- _Work item_: What is needed here is an exact repetition of the records below, beginning at the line that has "variable, defaulting to" and stopping after the line that has "let _ = fmt::Subscriber::builder()".

+++ Provided records +++

//! Flexible Logging System for NovaDE Core.
//!
//! This module provides a configurable logging framework for the NovaDE core library,
//! built upon the `tracing` ecosystem. It supports console output and optional
//! file logging with configurable formats.

use crate::config::LoggingConfig;
use crate::error::{CoreError, LoggingError};
use crate::utils; // For utils::fs::ensure_directory_exists

use std::io::stdout;
use std::path::Path;
use tracing::Level; // Removed info, Added Level
// use tracing_appender::non_blocking::WorkerGuard; // WorkerGuard is intentionally forgotten for now
use tracing_subscriber::{
    fmt,
    layer::SubscriberExt,
    util::SubscriberInitExt,
    EnvFilter, Layer, // Added Layer
    Registry,
};
use atty;

/// Initializes a minimal logging setup, directing messages to `stderr`.
///
/// This function is intended for use in tests, early application startup before full
/// configuration is loaded, or as a fallback if detailed logging initialization fails.
/// It filters messages based on the `RUST_LOG` environment variable, defaulting to
/// "info" level if `RUST_LOG` is not set or is invalid.
/// Errors during initialization (e.g., if a global logger is already set) are ignored.
pub fn init_minimal_logging() {
    let filter = EnvFilter::try_from_default_env()
        .unwrap_or_else(|_| EnvFilter::new(Level::INFO.to_string()));

    let _ = fmt::Subscriber::builder()
        .with_env_filter(filter)
        .with_writer(std::io::stderr) // Direct to stderr
        .with_ansi(atty::is(atty::Stream::Stderr)) // Colors if stderr is a TTY
        .try_init(); // Ignore error if already initialized
}

/// Creates a file logging layer.
///
/// Ensures the parent directory for the log file exists, sets up daily rolling
/// file appender, and configures the log format (text or JSON).
///
/// # Arguments
///
/// * `log_path`: Path to the log file.
/// * `format`: Logging format ("text" or "json").
///
/// # Returns
///
/// A boxed `Layer` for file logging, or `CoreError` on failure.
fn create_file_layer(
    log_path: &Path,
    format: &str,
) -> Result<Box<dyn Layer<Registry> + Send + Sync + 'static>, CoreError> {
    // Ensure parent directory exists
    if let Some(parent) = log_path.parent() {
        if !parent.as_os_str().is_empty() && !parent.exists() { // Check if parent is not root or empty
            utils::fs::ensure_directory_exists(parent)?;
        }
    }

    let file_appender = tracing_appender::rolling::daily(
        log_path.parent().unwrap_or_else(|| Path::new(".")), // Default to current dir if no parent
        log_path.file_name().unwrap_or_else(|| std::ffi::OsStr::new("core.log")), // Default filename
    );

    let (non_blocking_writer, _guard) = tracing_appender::non_blocking(file_appender);

    // TODO: Proper WorkerGuard handling is required.
    // The _guard must be kept alive for the duration of the application to ensure logs are flushed.
    // Storing it in a global static (e.g., OnceCell<WorkerGuard>) or returning it from
    // init_logging for the application to manage is necessary.
    // As per spec for this subtask, using std::mem::forget as a temporary measure.
    // THIS IS NOT FOR PRODUCTION USE.
    std::mem::forget(_guard);

    match format.to_lowercase().as_str() {
        "json" => {
            let layer = fmt::layer()
                .json()
                .with_writer(non_blocking_writer)
                .with_ansi(false); // No ANSI colors in files
            Ok(Box::new(layer))
        }
        _ => { // Default to text format
            let layer = fmt::layer()
                .with_writer(non_blocking_writer)
                .with_ansi(false); // No ANSI colors in files
            Ok(Box::new(layer))
        }
    }
}

/// Initializes the global logging system based on the provided [`LoggingConfig`].
///
/// Configures and sets the global `tracing` subscriber with a console layer and
/// an optional file logging layer.
///
/// # Arguments
///
/// * `config`: A reference to the [`LoggingConfig`].
/// * `is_reload`: If `true`, informational messages are logged on re-initialization attempts;
///   if `false`, errors are returned if a logger is already set.
///
/// # Errors
///
/// Returns `CoreError::Logging` if configuration is invalid or
/// setting the global subscriber fails on an initial setup.
pub fn init_logging(config: &LoggingConfig, is_reload: bool) -> Result<(), CoreError> {
    // Validate and parse log level from config
    // This should ideally be caught by config::validate_config, but as per spec, check here too.
    let level_filter_str = match config.level.to_lowercase().as_str() {
        "trace" => Level::TRACE.to_string(),
        "debug" => Level::DEBUG.to_string(),
        "info" => Level::INFO.to_string(),
        "warn" => Level::WARN.to_string(),
        "error" => Level::ERROR.to_string(),
        invalid_level => {
            // This error case is per spec for init_logging, even if validate_config should catch it.
            return Err(CoreError::Logging(LoggingError::InitializationError(format!(
                "Invalid log level in config: {}",
                invalid_level
            ))));
        }
    };

    // Stdout Layer
    let stdout_filter = EnvFilter::new(level_filter_str.clone());
    let stdout_layer = fmt::layer()
        .with_writer(stdout)
        .with_ansi(atty::is(atty::Stream::Stdout))
        .with_filter(stdout_filter)
        .boxed();

    // File Layer (Optional)
    let file_layer_opt: Option<Box<dyn Layer<Registry> + Send + Sync + 'static>> =
        if let Some(log_path) = &config.file_path {
            let file_filter_env = EnvFilter::new(level_filter_str);
            let base_file_layer = create_file_layer(log_path, &config.format)?;
            Some(base_file_layer.with_filter(file_filter_env).boxed())
        } else {
            None
        };
    
    let mut layers: Vec<Box<dyn Layer<Registry> + Send + Sync + 'static>> = Vec::new();
    layers.push(stdout_layer);
    if let Some(file_layer) = file_layer_opt {
        layers.push(file_layer);
    }

    let result = Registry::default().with(layers).try_init();

    match result {
        Ok(()) => Ok(()),
        Err(e) => {
            if !is_reload {
                Err(CoreError::Logging(LoggingError::InitializationError(format!(
                    "Failed to set global tracing subscriber. Was it already initialized? Error: {}", e
                ))))
            } else {
                // If is_reload, log an info message. The actual logger might not have changed.
                // Use eprintln as a fallback if tracing system is in an uncertain state.
                let msg = format!("[INFO] Re-initializing logging configuration attempted. Previous logger may persist. Error: {}", e);
                eprintln!("{}", msg);
                Ok(())
            }
        }
    }
}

+++

- _Solution for this task_:
/// It filters messages based on the `RUST_LOG` environment variable, defaulting to
/// "info" level if `RUST_LOG` is not set or is invalid.
/// Errors during initialization (e.g., if a global logger is already set) are ignored.
pub fn init_minimal_logging() {
    let filter = EnvFilter::try_from_default_env()
        .unwrap_or_else(|_| EnvFilter::new(Level::INFO.to_string()));

    let _ = fmt::Subscriber::builder()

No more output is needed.